Step-by-step explanation:
Calculating Time for Compound Interest Growth
To determine how long it will take for an account with a $500 deposit to grow to $800 with an annual interest rate of 8.5%, compounded semiannually, we can use the compound interest formula:
A = P (1 + \frac{r}{n})^{(n*t)}
Where:
- A is the amount of money accumulated after n years, including interest.
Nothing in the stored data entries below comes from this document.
use crate::{
    Batch, Binder, Bindings, Error, ParamTarget, Result, Token, separated_by, tokenize,
};
use std::collections::BTreeSet;

/// A SQL statement with named `:parameter` placeholders, parsed once.
///
/// Construction tokenizes the text eagerly and records the distinct
/// parameter names plus the ordered list of occurrences. The occurrence
/// order is the positional order: the Nth `?` of the generated SQL receives
/// the Nth value write, regardless of the order the caller bound names in.
///
/// Instances are immutable and safe to share across threads; many concurrent
/// executions can reuse one parsed statement, each with its own [`Bindings`].
#[derive(Clone, Debug)]
pub struct NamedStatement {
    sql: String,
    tokens: Vec<Token>,
    names: BTreeSet<String>,
    occurrences: Vec<String>,
}

impl NamedStatement {
    /// Parses `sql`. Fails only if the text cannot be tokenized
    /// (unterminated quote or block comment).
    pub fn parse(sql: impl Into<String>) -> Result<Self> {
        let sql = sql.into();
        let tokens = tokenize(&sql)?;
        let mut names = BTreeSet::new();
        let mut occurrences = Vec::new();
        for token in &tokens {
            if let Token::NamedParam(name) = token {
                names.insert(name.clone());
                occurrences.push(name.clone());
            }
        }
        Ok(Self {
            sql,
            tokens,
            names,
            occurrences,
        })
    }

    /// The original SQL text, named placeholders included.
    pub fn source(&self) -> &str {
        &self.sql
    }

    pub fn tokens(&self) -> &[Token] {
        &self.tokens
    }

    /// Distinct parameter names, order irrelevant.
    pub fn parameters(&self) -> impl Iterator<Item = &str> {
        self.names.iter().map(String::as_str)
    }

    /// Parameter occurrences in positional order; a name repeats once per
    /// occurrence.
    pub fn occurrences(&self) -> impl Iterator<Item = &str> {
        self.occurrences.iter().map(String::as_str)
    }

    pub fn contains_parameter(&self, name: &str) -> Result<bool> {
        if name.is_empty() {
            return Err(Error::invalid_argument("parameter name must not be empty"));
        }
        Ok(self.names.contains(name))
    }

    /// Materializes positional-placeholder SQL: every named parameter is
    /// replaced by its binding's placeholder fragment (`?`, or `(?,?,…)` for
    /// a list), everything else passes through verbatim.
    pub fn sql(&self, bindings: &Bindings) -> Result<String> {
        let mut out = String::with_capacity(self.sql.len());
        for token in &self.tokens {
            match token {
                Token::NamedParam(name) => bindings.get(name)?.append_placeholder(&mut out),
                other => other.write(&mut out),
            }
        }
        Ok(out)
    }

    /// Writes the bound values into a live prepared statement, walking the
    /// occurrence list with a running 1-based position counter. Must be used
    /// with SQL generated by [`NamedStatement::sql`] from the same bindings,
    /// so placeholder text and write order line up.
    pub fn bind_to(&self, target: &mut dyn ParamTarget, bindings: &Bindings) -> Result<()> {
        let mut position = 1;
        for name in &self.occurrences {
            position = bindings.get(name)?.write(target, position)?;
        }
        Ok(())
    }

    /// Fails with a state conflict listing the parameters `bindings` does
    /// not cover. A superset of bindings passes.
    pub fn check_all_bindings_present(&self, bindings: &Bindings) -> Result<()> {
        let missing = self
            .names
            .iter()
            .filter(|name| !bindings.contains(name))
            .collect::<Vec<_>>();
        if missing.is_empty() {
            return Ok(());
        }
        let mut listed = String::new();
        separated_by(&mut listed, missing, ", ", |out, name| {
            out.push(':');
            out.push_str(name);
        });
        Err(Error::state_conflict(format!(
            "missing bindings for parameters: {}",
            listed
        )))
    }

    /// Stricter inverse of [`NamedStatement::check_all_bindings_present`]:
    /// fails if `bindings` covers a name this statement does not have.
    pub fn check_no_extra_bindings(&self, bindings: &Bindings) -> Result<()> {
        let extra = bindings
            .names()
            .filter(|name| !self.names.contains(*name))
            .collect::<Vec<_>>();
        if extra.is_empty() {
            return Ok(());
        }
        let mut listed = String::new();
        separated_by(&mut listed, extra, ", ", |out, name| {
            out.push(':');
            out.push_str(name);
        });
        Err(Error::state_conflict(format!(
            "bindings for unknown parameters: {}",
            listed
        )))
    }

    /// A fresh binder rooted at an empty accumulator.
    pub fn binder(&self) -> Binder<'_> {
        Binder::new(self)
    }

    /// A fresh batch accumulator over this statement.
    pub fn batch(&self) -> Batch<'_> {
        Batch::new(self)
    }
}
- P is the principal amount (the initial amount of money).
- r is the annual interest rate (decimal).
- n is the number of times that interest is compounded per year.
- t is the time the money is invested for, in years.
Substituting the given values:
- A = $800
- P = $500
- r = 0.085 (8.5% per year)
- n = 2 (since interest is compounded semiannually)
We need to solve for t which will require algebraic manipulation and potentially the use of logarithms.
The equation becomes:
800 = 500 (1 + \frac{0.085}{2})^{2t}
Solving this equation will give us the time t required for the investment to grow from $500 to $800 at the given interest rate and compounding frequency.
After solving for t, we find that the closest whole number for the number of years would be the correct answer to the multiple-choice question.